Problem statement: Each of the lines from the one that contains "pub fn apply_gravity(bodies: &mut" to the end of the entries below should be output exactly.

Stored data:
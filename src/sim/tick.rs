//! Fixed timestep physics step
//!
//! One step runs integration, then the wall pass, then the pair pass.

use super::collision::{resolve_pairs, resolve_walls};
use super::integrator::integrate;
use super::state::{Arena, BodyStore, PhysicsParams};

/// Per-step collision counts, mainly for logging and tests
#[derive(Debug, Clone, Copy, Default, PartialEq, Eq)]
pub struct StepReport {
    pub wall_hits: usize,
    pub pair_contacts: usize,
}

/// Advance every body by one fixed step of `params.dt`
pub fn step(store: &mut BodyStore, arena: &Arena, params: &PhysicsParams) -> StepReport {
    let bodies = store.as_mut_slice();
    integrate(bodies, params.gravity, params.dt);
    let wall_hits = resolve_walls(bodies, arena, params.wall_damping);
    let pair_contacts = resolve_pairs(bodies, params.restitution);
    StepReport {
        wall_hits,
        pair_contacts,
    }
}
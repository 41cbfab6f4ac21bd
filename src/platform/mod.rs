//! Platform abstraction layer
//!
//! Handles host-facing plumbing that sits around the simulation:
//! - Time: turning frame timestamps into elapsed seconds
//! - Input: pointer press/move/release mapped to spawns and explosions
//! - Repeat: the cancellable hold-to-repeat spawn schedule

pub mod input;
pub mod repeat;
pub mod time;

pub use input::{PointerAction, PointerController, SpawnSampler};
pub use repeat::{RepeatHandle, RepeatTimer};
pub use time::FrameTimer;
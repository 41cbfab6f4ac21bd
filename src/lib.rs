//! Ball Pit - a 2D sandbox of bouncing disks
//!
//! Core modules:
//! - `sim`: Deterministic simulation (integration, collisions, explosions, clock)
//! - `mapper`: Logical <-> surface coordinate transform
//! - `renderer`: Drawing-surface abstraction and a text backend
//! - `platform`: Pointer input, hold-to-repeat spawning, frame timing
//! - `settings`: Data-driven tuning loaded from JSON

pub mod mapper;
pub mod platform;
pub mod renderer;
pub mod settings;
pub mod sim;

pub use mapper::{CoordinateMapper, SurfaceSize, Viewport};
pub use settings::{ConfigError, Settings, SpawnSettings};
pub use sim::{Arena, Body, BodyError, BodyStore, PhysicsParams, Simulation};

/// Simulation configuration constants
pub mod consts {
    /// Fixed simulation timestep (60 Hz)
    pub const SIM_DT: f32 = 1.0 / 60.0;

    /// Half-width of the square arena; logical space spans [-R, R] on both axes
    pub const ARENA_HALF_EXTENT: f32 = 100.0;

    /// Downward gravity (units/s²)
    pub const GRAVITY: f32 = 360.0;
    /// Velocity multiplier applied after any wall contact
    pub const WALL_DAMPING: f32 = 0.9;
    /// Restitution for body-body impacts
    pub const RESTITUTION: f32 = 0.9;

    /// Bodies closer than this to an exploding body are pushed away
    pub const EXPLOSION_RADIUS: f32 = 50.0;
    /// Speed added at zero distance from the explosion (units/s)
    pub const EXPLOSION_STRENGTH: f32 = 200.0;

    /// Spawn radius range
    pub const SPAWN_RADIUS_MIN: f32 = 4.0;
    pub const SPAWN_RADIUS_MAX: f32 = 15.0;
    /// Spawn velocity ranges
    pub const SPAWN_VX_MIN: f32 = -50.0;
    pub const SPAWN_VX_MAX: f32 = 50.0;
    pub const SPAWN_VY_MIN: f32 = -20.0;
    pub const SPAWN_VY_MAX: f32 = 40.0;

    /// Delay before a held pointer starts repeating spawns (seconds)
    pub const HOLD_REPEAT_DELAY: f32 = 0.3;
    /// Interval between repeated spawns while held (10 per second)
    pub const HOLD_REPEAT_INTERVAL: f32 = 0.1;

    /// Default drawing surface (4:3)
    pub const SURFACE_WIDTH: f32 = 800.0;
    pub const SURFACE_HEIGHT: f32 = 600.0;
}

/// Kinetic energy of a unit-mass body moving at `speed_sq` squared speed
#[inline]
pub fn kinetic_energy(speed_sq: f32) -> f32 {
    0.5 * speed_sq
}
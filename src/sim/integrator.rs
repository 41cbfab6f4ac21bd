//! Semi-implicit Euler integration under uniform gravity
//!
//! Gravity is applied to every body before any body moves, so the collision
//! passes that follow always see this step's velocities.

use super::state::Body;

/// Accelerate every body downward by `gravity * dt`
pub fn apply_gravity(bodies: &mut [Body], gravity: f32, dt: f32) {
    let dv = gravity * dt;
    for body in bodies.iter_mut() {
        body.vel.y -= dv;
    }
}

/// Move every body by `vel * dt`
pub fn advance_positions(bodies: &mut [Body], dt: f32) {
    for body in bodies.iter_mut() {
        body.pos += body.vel * dt;
    }
}

/// Full integration step: gravity pass, then position pass
pub fn integrate(bodies: &mut [Body], gravity: f32, dt: f32) {
    apply_gravity(bodies, gravity, dt);
    advance_positions(bodies, dt);
}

Written answer:
pub fn apply_gravity(bodies: &mut [Body], gravity: f32, dt: f32) {
    let dv = gravity * dt;
    for body in bodies.iter_mut() {
        body.vel.y -= dv;
    }
}

/// Move every body by `vel * dt`
pub fn advance_positions(bodies: &mut [Body], dt: f32) {
    for body in bodies.iter_mut() {
        body.pos += body.vel * dt;
    }
}

/// Full integration step: gravity pass, then position pass
pub fn integrate(bodies: &mut [Body], gravity: f32, dt: f32) {
    apply_gravity(bodies, gravity, dt);
    advance_positions(bodies, dt);
}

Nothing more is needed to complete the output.